Re: [PATCH v5 6/6] arm64: dts: qcom: Enable cpu cooling devices for QCS9075 platforms
From: Konrad Dybcio
Date: Thu Jan 09 2025 - 09:30:48 EST
On 8.01.2025 5:08 PM, Manaf Meethalavalappu Pallikunhi wrote:
>
> Hi Dmitry,
>
>
> On 1/8/2025 6:16 PM, Dmitry Baryshkov wrote:
>> On Wed, Jan 08, 2025 at 05:57:06PM +0530, Manaf Meethalavalappu Pallikunhi wrote:
>>> Hi Dmitry,
>>>
>>>
>>> On 1/3/2025 11:21 AM, Dmitry Baryshkov wrote:
>>>> On Tue, Dec 31, 2024 at 05:31:41PM +0530, Manaf Meethalavalappu Pallikunhi wrote:
>>>>> Hi Dmitry,
>>>>>
>>>>> On 12/30/2024 9:10 PM, Dmitry Baryshkov wrote:
>>>>>> On Sun, Dec 29, 2024 at 08:53:32PM +0530, Wasim Nazir wrote:
>>>>>>> From: Manaf Meethalavalappu Pallikunhi <quic_manafm@xxxxxxxxxxx>
>>>>>>>
>>>>>>> In QCS9100 SoC, the safety subsystem monitors all thermal sensors and
>>>>>>> does corrective action for each subsystem based on sensor violation
>>>>>>> to comply safety standards. But as QCS9075 is non-safe SoC it
>>>>>>> requires conventional thermal mitigation to control thermal for
>>>>>>> different subsystems.
>>>>>>>
>>>>>>> The cpu frequency throttling for different cpu tsens is enabled in
>>>>>>> hardware as first defense for cpu thermal control. But QCS9075 SoC
>>>>>>> has higher ambient specification. During high ambient condition, even
>>>>>>> lowest frequency with multi cores can slowly build heat over the time
>>>>>>> and it can lead to thermal run-away situations. This patch restrict
>>>>>>> cpu cores during this scenario helps further thermal control and
>>>>>>> avoids thermal critical violation.
>>>>>>>
>>>>>>> Add cpu idle injection cooling bindings for cpu tsens thermal zones
>>>>>>> as a mitigation for cpu subsystem prior to thermal shutdown.
>>>>>>>
>>>>>>> Add cpu frequency cooling devices that will be used by userspace
>>>>>>> thermal governor to mitigate skin thermal management.
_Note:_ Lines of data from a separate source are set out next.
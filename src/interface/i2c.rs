//! I2C interface implementation built on top of `embedded-hal` `I2c`.

use embedded_hal::i2c::I2c;

use super::{BurstFrame, BurstRead, Mpu6000Interface, TransportError};
use crate::params::BusSpeed;
use crate::registers::{Interrupts, REG_ACCEL_XOUT_H, REG_INT_STATUS, SENSOR_DATA_BYTES};

/// Address with `AD0` tied low.
pub const DEFAULT_ADDRESS: u8 = 0x68;
/// Address with `AD0` tied high.
pub const ALTERNATE_ADDRESS: u8 = 0x69;

/// I2C-based interface implementation for the MPU-6000 driver.
///
/// Readiness is polled from `INT_STATUS`; every burst yields at most one sample.
pub struct I2cInterface<I2C> {
    i2c: I2C,
    address: u8,
}

impl<I2C> I2cInterface<I2C> {
    /// Creates a new interface talking to `address`.
    pub const fn new(i2c: I2C, address: u8) -> Self {
        Self { i2c, address }
    }

    /// Seven-bit device address.
    pub fn address(&self) -> u8 {
        self.address
    }

    /// Consumes the interface and returns the owned bus.
    pub fn release(self) -> I2C {
        self.i2c
    }
}

impl<I2C> Mpu6000Interface for I2cInterface<I2C>
where
    I2C: I2c,
{
    type Error = TransportError<I2C::Error>;

    fn init(&mut self) -> core::result::Result<(), Self::Error> {
        Ok(())
    }

    fn read_register(&mut self, register: u8) -> core::result::Result<u8, Self::Error> {
        let mut value = [0u8; 1];
        self.i2c.write_read(self.address, &[register], &mut value)?;
        Ok(value[0])
    }

    fn write_register(&mut self, register: u8, value: u8) -> core::result::Result<(), Self::Error> {
        self.i2c.write(self.address, &[register, value])?;
        Ok(())
    }

    fn set_bus_speed(&mut self, _speed: BusSpeed) -> core::result::Result<(), Self::Error> {
        // The I2C clock belongs to the shared bus, not to this device.
        Ok(())
    }

    fn read_burst(&mut self, frame: &mut BurstFrame) -> core::result::Result<BurstRead, Self::Error> {
        let status = self.read_register(REG_INT_STATUS)?;
        frame.int_status = status;
        if !Interrupts::from(status).data_ready() {
            return Ok(BurstRead::EMPTY);
        }

        frame.command = REG_ACCEL_XOUT_H;
        self.i2c.write_read(
            self.address,
            &[REG_ACCEL_XOUT_H],
            &mut frame.data[..SENSOR_DATA_BYTES],
        )?;
        Ok(BurstRead::SINGLE)
    }
}

#[cfg(test)]
mod tests {
    use super::{I2cInterface, DEFAULT_ADDRESS};
    use crate::interface::{BurstFrame, BurstRead, Mpu6000Interface};
    use embedded_hal_mock::eh1::i2c::{Mock as I2cMock, Transaction as I2cTransaction};

    #[test]
    fn register_access_uses_device_address() {
        let expectations = [
            I2cTransaction::write_read(DEFAULT_ADDRESS, vec![0x75], vec![0x68]),
            I2cTransaction::write(DEFAULT_ADDRESS, vec![0x19, 0x04]),
        ];
        let mut i2c = I2cMock::new(&expectations);
        let mut interface = I2cInterface::new(i2c.clone(), DEFAULT_ADDRESS);

        assert_eq!(interface.read_register(0x75).unwrap(), 0x68);
        interface.write_register(0x19, 0x04).unwrap();
        i2c.done();
    }

    #[test]
    fn burst_waits_for_data_ready() {
        let expectations = [I2cTransaction::write_read(DEFAULT_ADDRESS, vec![0x3A], vec![0x00])];
        let mut i2c = I2cMock::new(&expectations);
        let mut interface = I2cInterface::new(i2c.clone(), DEFAULT_ADDRESS);

        let mut frame = BurstFrame::new();
        assert_eq!(interface.read_burst(&mut frame).unwrap(), BurstRead::EMPTY);
        i2c.done();
    }

    #[test]
    fn burst_reads_sensor_block_when_ready() {
        let block: Vec<u8> = (1..=14).collect();
        let expectations = [
            I2cTransaction::write_read(DEFAULT_ADDRESS, vec![0x3A], vec![0x01]),
            I2cTransaction::write_read(DEFAULT_ADDRESS, vec![0x3B], block.clone()),
        ];
        let mut i2c = I2cMock::new(&expectations);
        let mut interface = I2cInterface::new(i2c.clone(), DEFAULT_ADDRESS);

        let mut frame = BurstFrame::new();
        let read = interface.read_burst(&mut frame).unwrap();
        assert_eq!(read, BurstRead::SINGLE);
        assert_eq!(frame.sample(read, 0).unwrap(), block.as_slice());
        i2c.done();
    }
}
#![cfg_attr(not(test), no_std)]

mod log;

mod error;

pub mod accumulator;
pub mod config;
pub mod configurator;
pub mod device;
pub mod filter;
pub mod interface;
pub mod lock;
pub mod params;
pub mod registers;
pub mod sampler;

#[cfg(test)]
mod testing;

pub use crate::config::{Config, ConfigBuilder, ConfigError};
pub use crate::device::{Mpu6000, Reader};
pub use crate::error::{Error, Result};
pub use crate::interface::i2c::I2cInterface;
pub use crate::interface::spi::SpiInterface;
pub use crate::interface::{Mpu6000Interface, TransportError};
pub use crate::sampler::{Sampler, TickOutcome};
//! High-level MPU-6000 device driver implementation.

use embedded_hal::delay::DelayNs;
use embedded_hal::digital::InputPin;
use embedded_hal::i2c::I2c;
use embedded_hal::spi::SpiDevice;

use crate::accumulator::Accumulator;
use crate::config::Config;
use crate::configurator;
use crate::error::{Error, Result};
use crate::filter::FilterStage;
use crate::interface::i2c::I2cInterface;
use crate::interface::spi::SpiInterface;
use crate::interface::Mpu6000Interface;
use crate::lock::BusLock;
use crate::log;
use crate::params::{BusSpeed, ProductId};
use crate::sampler::{BusCore, Health, Sampler, Scaling, Shared};

/// Driver for one MPU-6000 on a shared bus.
///
/// Owns the transport for its whole life. [`Mpu6000::init`] runs bring-up with
/// exclusive access; [`Mpu6000::split`] then hands out the sampling and consumer
/// handles.
pub struct Mpu6000<IFACE> {
    shared: Shared<IFACE>,
    config: Config,
    product: Option<ProductId>,
    initialized: bool,
}

impl<IFACE> Mpu6000<IFACE> {
    // ==================================================================
    // == Driver Construction & Ownership ===============================
    // ==================================================================
    /// Creates a new driver instance from the provided bus interface.
    pub fn new(interface: IFACE, config: Config) -> Self {
        let filter = FilterStage::for_mode(config.sampling_mode, config.filter_hz);
        let scaling = Scaling::new(config.gyro_range, config.accel_range.lsb_per_g());
        Self {
            shared: Shared {
                bus: BusLock::new(BusCore::new(interface, filter, scaling)),
                accumulator: Accumulator::new(config.downsample_ratio()),
                health: Health::new(config.max_consecutive_errors),
            },
            config,
            product: None,
            initialized: false,
        }
    }

    /// Consumes the driver and returns the owned interface.
    pub fn release(self) -> IFACE {
        self.shared.bus.into_inner().interface
    }

    /// Configuration the driver was built with.
    pub fn config(&self) -> &Config {
        &self.config
    }

    /// Registry identifier of this sensor.
    pub fn instance(&self) -> u8 {
        self.config.instance
    }

    /// `PRODUCT_ID` read during the last successful bring-up.
    pub fn product_id(&self) -> Option<ProductId> {
        self.product
    }

    /// Returns `true` once bring-up has completed.
    pub fn is_initialized(&self) -> bool {
        self.initialized
    }

    /// The lock guarding every bus transaction.
    pub fn lock_handle(&self) -> &BusLock<BusCore<IFACE>> {
        &self.shared.bus
    }
}

impl<SPI> Mpu6000<SpiInterface<SPI>>
where
    SPI: SpiDevice,
{
    /// Creates a driver on an SPI device without a data-ready line.
    pub fn new_spi(spi: SPI, config: Config) -> Self {
        Self::new(SpiInterface::new(spi), config)
    }
}

impl<SPI, DRDY> Mpu6000<SpiInterface<SPI, DRDY>>
where
    SPI: SpiDevice,
    DRDY: InputPin,
{
    /// Creates a driver on an SPI device gated by the data-ready output.
    pub fn new_spi_with_data_ready(spi: SPI, drdy: DRDY, config: Config) -> Self {
        Self::new(SpiInterface::with_data_ready(spi, drdy), config)
    }
}

impl<I2C> Mpu6000<I2cInterface<I2C>>
where
    I2C: I2c,
{
    /// Creates a driver on an I2C bus at `address`.
    pub fn new_i2c(i2c: I2C, address: u8, config: Config) -> Self {
        Self::new(I2cInterface::new(i2c, address), config)
    }
}

impl<IFACE> Mpu6000<IFACE>
where
    IFACE: Mpu6000Interface,
{
    // ==================================================================
    // == Bring-up ======================================================
    // ==================================================================
    /// Resets and programs the sensor, then arms sampling.
    ///
    /// Calling it again after the [`Sampler`] and [`Reader`] are dropped
    /// reinitializes the instance, clearing the accumulator, health and filters.
    pub fn init<D>(&mut self, delay: &mut D) -> Result<(), IFACE::Error>
    where
        D: DelayNs,
    {
        self.initialized = false;
        self.shared.health.mark_unhealthy();

        if let Err(reason) = self.config.validate() {
            log::error!("MPU6000: invalid configuration {}", reason);
            return Err(Error::InvalidConfig);
        }

        let core = self.shared.bus.get_mut();
        let report = configurator::bring_up(&mut core.interface, &self.config, delay)?;
        core.scaling = report.scaling;
        core.filter = FilterStage::for_mode(self.config.sampling_mode, self.config.filter_hz);

        self.shared.accumulator.reset();
        self.shared.health.mark_healthy();
        self.product = Some(report.product);
        self.initialized = true;

        log::info!(
            "MPU6000[{=u8}]: ready, {=u16} Hz native, {=u32} samples per delivery",
            self.config.instance,
            self.config.sampling_mode.native_rate_hz(),
            self.shared.accumulator.ratio()
        );
        Ok(())
    }

    /// Splits the driver into its sampling and consumer handles.
    pub fn split(&mut self) -> Result<(Sampler<'_, IFACE>, Reader<'_, IFACE>), IFACE::Error> {
        if !self.initialized {
            return Err(Error::NotReady);
        }

        let shared = &self.shared;
        let period_us = self.config.sampling_mode.tick_period_us();
        Ok((
            Sampler::new(shared, period_us),
            Reader::new(shared, &self.config),
        ))
    }
}

/// Consumer-side handle: publishes averaged samples and applies configuration changes.
pub struct Reader<'a, IFACE> {
    shared: &'a Shared<IFACE>,
    config: &'a Config,
    gyro: [f32; 3],
    accel: [f32; 3],
    last_samples: u32,
    pending_filter_hz: Option<u16>,
}

impl<'a, IFACE> Reader<'a, IFACE> {
    fn new(shared: &'a Shared<IFACE>, config: &'a Config) -> Self {
        Self {
            shared,
            config,
            gyro: [0.0; 3],
            accel: [0.0; 3],
            last_samples: 0,
            pending_filter_hz: None,
        }
    }

    /// Registry identifier of this sensor.
    pub fn instance(&self) -> u8 {
        self.config.instance
    }

    /// Returns `true` when a gyro sample can be delivered.
    pub fn gyro_sample_available(&self) -> bool {
        self.is_healthy() && self.shared.accumulator.sample_available()
    }

    /// Returns `true` when an accel sample can be delivered.
    pub fn accel_sample_available(&self) -> bool {
        self.is_healthy() && self.shared.accumulator.sample_available()
    }

    /// Last published angular rate in rad/s.
    pub fn gyro(&self) -> [f32; 3] {
        self.gyro
    }

    /// Last published acceleration in m/s².
    pub fn accel(&self) -> [f32; 3] {
        self.accel
    }

    /// Native samples averaged into the last published values.
    pub fn samples_in_last_update(&self) -> u32 {
        self.last_samples
    }

    /// Requests a new low-pass cutoff; applied by the next [`Reader::update`].
    pub fn set_filter_hz(&mut self, cutoff_hz: u16) {
        self.pending_filter_hz = Some(cutoff_hz);
    }

    /// Cutoff still waiting to be applied.
    pub fn pending_filter_hz(&self) -> Option<u16> {
        self.pending_filter_hz
    }

    /// Returns `true` while the instance may report samples.
    pub fn is_healthy(&self) -> bool {
        self.shared.health.is_healthy()
    }

    /// Current run of failed sampling transactions.
    pub fn consecutive_errors(&self) -> u16 {
        self.shared.health.consecutive_errors()
    }

    /// The lock guarding every bus transaction.
    pub fn lock_handle(&self) -> &'a BusLock<BusCore<IFACE>> {
        &self.shared.bus
    }

    fn wait_budget_us(&self) -> u32 {
        self.config.sampling_mode.tick_period_us()
    }
}

impl<IFACE> Reader<'_, IFACE>
where
    IFACE: Mpu6000Interface,
{
    /// Applies a pending filter change, then publishes a new averaged sample if one is ready.
    ///
    /// The filter change does not wait for samples; if the bus cannot be taken within
    /// one sampling period it is kept for the next call.
    pub fn update<D>(&mut self, delay: &mut D) -> bool
    where
        D: DelayNs,
    {
        if !self.is_healthy() {
            return false;
        }

        if let Some(cutoff_hz) = self.pending_filter_hz {
            if self.apply_filter(cutoff_hz, delay) {
                self.pending_filter_hz = None;
            }
        }

        if !self.shared.accumulator.sample_available() {
            return false;
        }
        let Some(averaged) = self.shared.accumulator.drain() else {
            return false;
        };

        self.gyro = averaged.gyro;
        self.accel = averaged.accel;
        self.last_samples = averaged.samples;
        true
    }

    /// Switches the bus clock, waiting at most one sampling period for the lock.
    pub fn set_bus_speed<D>(&mut self, speed: BusSpeed, delay: &mut D) -> Result<(), IFACE::Error>
    where
        D: DelayNs,
    {
        let Some(mut guard) = self.shared.bus.acquire_within(delay, self.wait_budget_us()) else {
            return Err(Error::Busy);
        };
        guard.interface.set_bus_speed(speed)?;
        Ok(())
    }

    fn apply_filter<D>(&self, cutoff_hz: u16, delay: &mut D) -> bool
    where
        D: DelayNs,
    {
        let Some(mut guard) = self.shared.bus.acquire_within(delay, self.wait_budget_us()) else {
            log::debug!("MPU6000: bus busy, filter change deferred");
            return false;
        };
        let core = &mut *guard;

        if core.interface.set_bus_speed(BusSpeed::Low).is_err() {
            return false;
        }
        let applied =
            configurator::apply_filter_cutoff(core, self.config, cutoff_hz).is_ok();
        let restored = core.interface.set_bus_speed(BusSpeed::High).is_ok();
        applied && restored
    }
}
>>>>>> Does anything prevent us from having this config as a part of the basic
>>>>>> sa8775p.dtsi setup? If HW is present in the base version but it is not
>>>>>> accessible for whatever reason, please move it the base device config
>>>>>> and use status "disabled" or "reserved" to the respective board files.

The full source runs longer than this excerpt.